Real estate — cofounders worked in RE and saw a need for automated reporting.
Built it and sold it to their friends.

Marketing — cofounder’s company (he was the CMO) spent $500k on a bespoke
campaign automation system that was easy to build. Built a generic system that
did the same thing, sold it to other marketing execs that he already knew.

Getting the first customer is extremely hard, so that should usually be your
unfair advantage when starting a company.

------
JunaidBhai
We tested Draftss ([http://draftss.com](http://draftss.com)) back in April
2018, and here we are today where we have successfully achieved $8,000 MRR by
serving 100+ customers with 0 refunds till date. Draftss provides Graphic
design & Landing Page UI/UX with code on a monthly subscription.

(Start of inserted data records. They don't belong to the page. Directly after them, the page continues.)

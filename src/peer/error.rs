use thiserror::Error;

use super::bitfield::BitfieldError;
use crate::storage::StorageError;

/// Errors that end a peer connection.
#[derive(Debug, Error)]
pub enum PeerError {
    #[error("io error: {0}")]
    Io(#[from] std::io::Error),

    /// Wrong length byte or protocol string.
    #[error("invalid handshake")]
    InvalidHandshake,

    #[error("info hash mismatch")]
    InfoHashMismatch,

    /// The peer presented a different id than the one already known for it.
    #[error("peer id mismatch")]
    PeerIdMismatch,

    #[error("invalid message: {0}")]
    InvalidMessage(String),

    /// An id outside the message table, or a fast extension message when
    /// the extension was not negotiated.
    #[error("unknown message id: {0}")]
    UnknownMessage(u8),

    #[error("invalid bitfield: {0}")]
    Bitfield(#[from] BitfieldError),

    #[error("storage error: {0}")]
    Storage(#[from] StorageError),

    #[error("connection closed")]
    ConnectionClosed,

    #[error("timeout")]
    Timeout,
}
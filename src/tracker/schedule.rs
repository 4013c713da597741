use std::cmp::{Ordering, Reverse};
use std::collections::BinaryHeap;

use tokio::time::Instant;

use super::response::TrackerEvent;

#[derive(Debug, Clone, Copy, PartialEq, Eq)]
pub enum ContactKind {
    Announce(TrackerEvent),
    Scrape,
}

/// One pending request to one tracker.
#[derive(Debug, Clone, PartialEq, Eq)]
pub struct Contact {
    pub url: String,
    pub kind: ContactKind,
}

impl Contact {
    pub fn announce(url: impl Into<String>, event: TrackerEvent) -> Self {
        Self {
            url: url.into(),
            kind: ContactKind::Announce(event),
        }
    }

    pub fn scrape(url: impl Into<String>) -> Self {
        Self {
            url: url.into(),
            kind: ContactKind::Scrape,
        }
    }
}

#[derive(Debug)]
struct Entry {
    at: Instant,
    seq: u64,
    contact: Contact,
}

impl PartialEq for Entry {
    fn eq(&self, other: &Self) -> bool {
        self.cmp(other) == Ordering::Equal
    }
}

impl Eq for Entry {}

impl PartialOrd for Entry {
    fn partial_cmp(&self, other: &Self) -> Option<Ordering> {
        Some(self.cmp(other))
    }
}

impl Ord for Entry {
    fn cmp(&self, other: &Self) -> Ordering {
        (self.at, self.seq).cmp(&(other.at, other.seq))
    }
}

/// Tracker contacts ordered by fire time. Contacts due at the same instant
/// come out in insertion order.
#[derive(Debug, Default)]
pub struct Schedule {
    heap: BinaryHeap<Reverse<Entry>>,
    next_seq: u64,
}

impl Schedule {
    pub fn new() -> Self {
        Self::default()
    }

    pub fn push(&mut self, at: Instant, contact: Contact) {
        let seq = self.next_seq;
        self.next_seq += 1;
        self.heap.push(Reverse(Entry { at, seq, contact }));
    }

    pub fn next_deadline(&self) -> Option<Instant> {
        self.heap.peek().map(|Reverse(e)| e.at)
    }

    /// Whether an announce to `url` is already waiting.
    pub fn has_announce(&self, url: &str) -> bool {
        self.heap
            .iter()
            .any(|Reverse(e)| e.contact.url == url && matches!(e.contact.kind, ContactKind::Announce(_)))
    }

    /// Whether a contact of the same kind as `contact`, ignoring the event,
    /// is already waiting for its tracker.
    pub fn has_like(&self, contact: &Contact) -> bool {
        match contact.kind {
            ContactKind::Announce(_) => self.has_announce(&contact.url),
            ContactKind::Scrape => self
                .heap
                .iter()
                .any(|Reverse(e)| e.contact.url == contact.url && e.contact.kind == ContactKind::Scrape),
        }
    }

    /// Removes and returns every contact due at or before `now`.
    pub fn pop_due(&mut self, now: Instant) -> Vec<Contact> {
        let mut due = Vec::new();
        while self.heap.peek().is_some_and(|Reverse(e)| e.at <= now) {
            if let Some(Reverse(entry)) = self.heap.pop() {
                due.push(entry.contact);
            }
        }
        due
    }

    pub fn clear(&mut self) {
        self.heap.clear();
    }

    pub fn len(&self) -> usize {
        self.heap.len()
    }

    pub fn is_empty(&self) -> bool {
        self.heap.is_empty()
    }
}
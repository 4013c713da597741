use std::collections::HashSet;
use std::net::SocketAddr;
use std::sync::atomic::{AtomicBool, AtomicU64, Ordering};
use std::sync::Arc;

use bytes::Bytes;
use futures::future::BoxFuture;
use parking_lot::Mutex;
use tokio::net::TcpStream;
use tokio::time::timeout;
use tracing::{debug, info, trace, warn};

use super::bitfield::Bitfield;
use super::choking::{choke_round, ChokeCandidate, ChokePolicy, ChokingState, InterestOrder};
use super::connection::PeerConnection;
use super::error::PeerError;
use super::message::{Handshake, Message};
use super::peer_id::PeerId;
use super::pipeline::{BlockRequest, Cancelled};
use super::transport::PeerTransport;
use crate::config::PeerConfig;
use crate::constants::{CONNECT_TIMEOUT, MAX_REQUEST_LEN};
use crate::metainfo::InfoHash;
use crate::storage::{BlockMark, PieceProgress, PieceStorage};

/// Callbacks from the peer engine to whoever owns the torrent.
pub trait SwarmEvents: Send + Sync {
    /// Payload bytes moved. Duplicate blocks are reported as `wasted` only.
    fn transferred(&self, uploaded: u64, downloaded: u64, wasted: u64);

    /// Every block of `index` has been written. Resolves to whether the
    /// piece passed hash verification.
    fn piece_completed(&self, index: u32) -> BoxFuture<'_, bool>;

    /// The connection count fell below the low-water mark.
    fn reannounce(&self);
}

/// Received blocks and the blocks currently asked for, kept under one lock.
struct Blocks {
    progress: PieceProgress,
    requested: HashSet<(u32, u32)>,
}

/// Owns every peer connection of one torrent.
///
/// The manager runs each connection's handshake and read loop, dispatches
/// the messages it receives, decides what to request from whom and which
/// requests to serve. Pieces are requested scarcest first; rarity is
/// recomputed whenever a peer's advertised pieces change.
pub struct PeerManager {
    config: PeerConfig,
    info_hash: InfoHash,
    local_id: PeerId,
    storage: Arc<PieceStorage>,
    events: Arc<dyn SwarmEvents>,
    policy: Box<dyn ChokePolicy>,
    connections: Mutex<Vec<Arc<PeerConnection>>>,
    blocks: Mutex<Blocks>,
    availability: Mutex<Vec<u32>>,
    next_id: AtomicU64,
    reannounce_armed: AtomicBool,
    stopped: AtomicBool,
}
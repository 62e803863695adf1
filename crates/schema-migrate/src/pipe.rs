//! The migration pipe: the streaming channel from adapter to orchestrator.
//!
//! A `migrate` call reports progress and errors through a bounded
//! single-producer/single-consumer channel instead of a return value. The
//! adapter is the only writer and the orchestrator the only reader. The
//! first event is always [`PipeEvent::Started`], so the reader knows a
//! file's execution has begun before any error can arrive. Dropping the
//! sender closes the stream; there is no separate "done" event, and nothing
//! is sent after close.
//!
//! Backpressure is part of the contract: the reader must drain events as
//! they arrive or the writer blocks on the bounded channel. Slow draining
//! delays, but never corrupts, the ledger, because ledger mutation happens
//! before any failure event is sent.

use tokio::sync::mpsc;

use crate::error::MigrateError;
use crate::file::MigrationFile;

/// Channel capacity. Small: a migrate call sends one file and rarely more
/// than two errors.
const PIPE_CAPACITY: usize = 16;

/// One event streamed from an adapter.
#[derive(Debug)]
pub enum PipeEvent {
    /// Acknowledgment that execution of this file has begun.
    Started(MigrationFile),
    /// A failure: statement, rollback, commit, or content read.
    Error(MigrateError),
}

/// Create a connected sender/receiver pair for one `migrate` call.
pub fn pipe() -> (PipeSender, PipeReceiver) {
    let (tx, rx) = mpsc::channel(PIPE_CAPACITY);
    (PipeSender { tx }, PipeReceiver { rx })
}

/// Write half, owned by the adapter. The stream closes when this is dropped,
/// which happens on every exit path of `migrate`.
#[derive(Debug)]
pub struct PipeSender {
    tx: mpsc::Sender<PipeEvent>,
}

impl PipeSender {
    /// Emit the started acknowledgment. Send failures mean the reader went
    /// away; the migration itself proceeds regardless.
    pub async fn started(&self, file: MigrationFile) {
        let _ = self.tx.send(PipeEvent::Started(file)).await;
    }

    /// Emit an error event.
    pub async fn error(&self, err: MigrateError) {
        let _ = self.tx.send(PipeEvent::Error(err)).await;
    }
}

/// Read half, owned by the orchestrator.
#[derive(Debug)]
pub struct PipeReceiver {
    rx: mpsc::Receiver<PipeEvent>,
}

impl PipeReceiver {
    /// Receive the next event, or `None` once the adapter has closed the
    /// pipe.
    pub async fn recv(&mut self) -> Option<PipeEvent> {
        self.rx.recv().await
    }

    /// Drain the pipe to completion, returning the started file (if the
    /// adapter got that far) and every error in arrival order.
    pub async fn drain(mut self) -> (Option<MigrationFile>, Vec<MigrateError>) {
        let mut started = None;
        let mut errors = Vec::new();
        while let Some(event) = self.rx.recv().await {
            match event {
                PipeEvent::Started(file) => started = Some(file),
                PipeEvent::Error(err) => errors.push(err),
            }
        }
        (started, errors)
    }
}

#[cfg(test)]
mod tests {
    use super::*;
    use crate::file::Direction;

    #[tokio::test]
    async fn started_arrives_before_errors() {
        let (tx, mut rx) = pipe();
        let file = MigrationFile::with_content(1, "a", Direction::Up, "SELECT 1");
        tx.started(file).await;
        tx.error(MigrateError::Statement("boom".into())).await;
        drop(tx);

        assert!(matches!(rx.recv().await, Some(PipeEvent::Started(_))));
        assert!(matches!(rx.recv().await, Some(PipeEvent::Error(_))));
        assert!(rx.recv().await.is_none());
    }

    #[tokio::test]
    async fn drop_closes_the_stream() {
        let (tx, mut rx) = pipe();
        drop(tx);
        assert!(rx.recv().await.is_none());
    }

    #[tokio::test]
    async fn drain_separates_file_and_errors() {
        let (tx, rx) = pipe();
        let file = MigrationFile::with_content(7, "b", Direction::Down, "DROP TABLE b");
        tx.started(file).await;
        tx.error(MigrateError::Statement("first".into())).await;
        tx.error(MigrateError::Statement("second".into())).await;
        drop(tx);

        let (started, errors) = rx.drain().await;
        assert_eq!(started.unwrap().version, 7);
        assert_eq!(errors.len(), 2);
        assert_eq!(errors[0].to_string(), "first");
        assert_eq!(errors[1].to_string(), "second");
    }

    #[tokio::test]
    async fn drain_with_no_events() {
        let (tx, rx) = pipe();
        drop(tx);
        let (started, errors) = rx.drain().await;
        assert!(started.is_none());
        assert!(errors.is_empty());
    }
}
//! The version ledger protocol shared by every SQL adapter.
//!
//! Applied versions live in a single well-known table with one 64-bit
//! `version` column as primary key, so duplicate application fails
//! structurally on insert. Adapters build their SQL from the templates here
//! so the ledger behaves identically across engines; only the placeholder
//! syntax and the idempotent create/widen DDL differ per dialect and stay in
//! the adapter.

/// Name of the ledger table. Fixed; only override if a deployment needs
/// multiple concurrent ledgers in one database.
pub const TABLE_NAME: &str = "schema_migrations";

/// INSERT recording an applied version. `placeholder` is the dialect's
/// parameter marker (`$1`, `?`, `@P1`).
pub fn insert_version_sql(placeholder: &str) -> String {
    format!("INSERT INTO {TABLE_NAME} (version) VALUES ({placeholder})")
}

/// DELETE removing a reverted version.
pub fn delete_version_sql(placeholder: &str) -> String {
    format!("DELETE FROM {TABLE_NAME} WHERE version = {placeholder}")
}

/// SELECT for the maximum applied version.
pub fn max_version_sql() -> String {
    format!("SELECT version FROM {TABLE_NAME} ORDER BY version DESC LIMIT 1")
}

/// SELECT for all applied versions, descending.
pub fn all_versions_sql() -> String {
    format!("SELECT version FROM {TABLE_NAME} ORDER BY version DESC")
}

Initially, we built a minimal landing page with a decent portfolio (We had
been running a design shop for more than 10 years and we had a good portfolio
to show). We pushed the prototype website live within a week. To validate the
idea we first published a Show IH post on IndieHackers and hurray! We received
our first 4 customers. We had added the Experiment Plan at $29/per task
thinking that our customer would want to try our services first and then opt
for other superior plans although we didn’t saw any such behavior from our
first few customers.

By then we were pretty sure that our productized service was filling a market
gap. We tried reaching out to customers for feedback on our services who had
previously tried design platforms like 99designs, Upwork, Fiverr, and were
unhappy with the designer services. Each platform had their own issues. This
was an important point where we considered adding many services and carved a
path for future updates. We improvised our landing page, edited out our FAQ’s,
added more designs to our portfolio, optimized images for faster load time,
and many other UI changes to make the landing page more beautiful and crisp.
We re-launched our services on several listing websites and blogs. The traffic
picked up and we were consistently getting users who were interested in our
services.

While the visitors to our landing page were flowing in, we were eventually
hunted on ProductHunt. Within a few minutes, we were bombarded with visitors
on our website. We were sitting handling live chat for more than 18 hours
straight, trying to initiate a conversation with as many visitors as possible.
We believe live chat with visitors on the website is the most effective medium
for getting quick and actionable feedback on your product. For a span of 3
days, We got around 1500+ visits out of which we were able to convert 11
paying customers.

We received tons of feedback from our visitors and customers. Using this
feedback we keep on improving our services. Within the course of 10 months, we
tried connecting with many communities to find a product-market fit. We helped
these communities with our experience and made some good connections. We
eventually created a product where we started providing FREE landing page
UI/UX feedbacks to founders
([http://draftss.com/getfeedback](http://draftss.com/getfeedback)). We have
helped hundreds of founders in improvising their landing pages and are now
inclined to create more open source projects that shall help the community.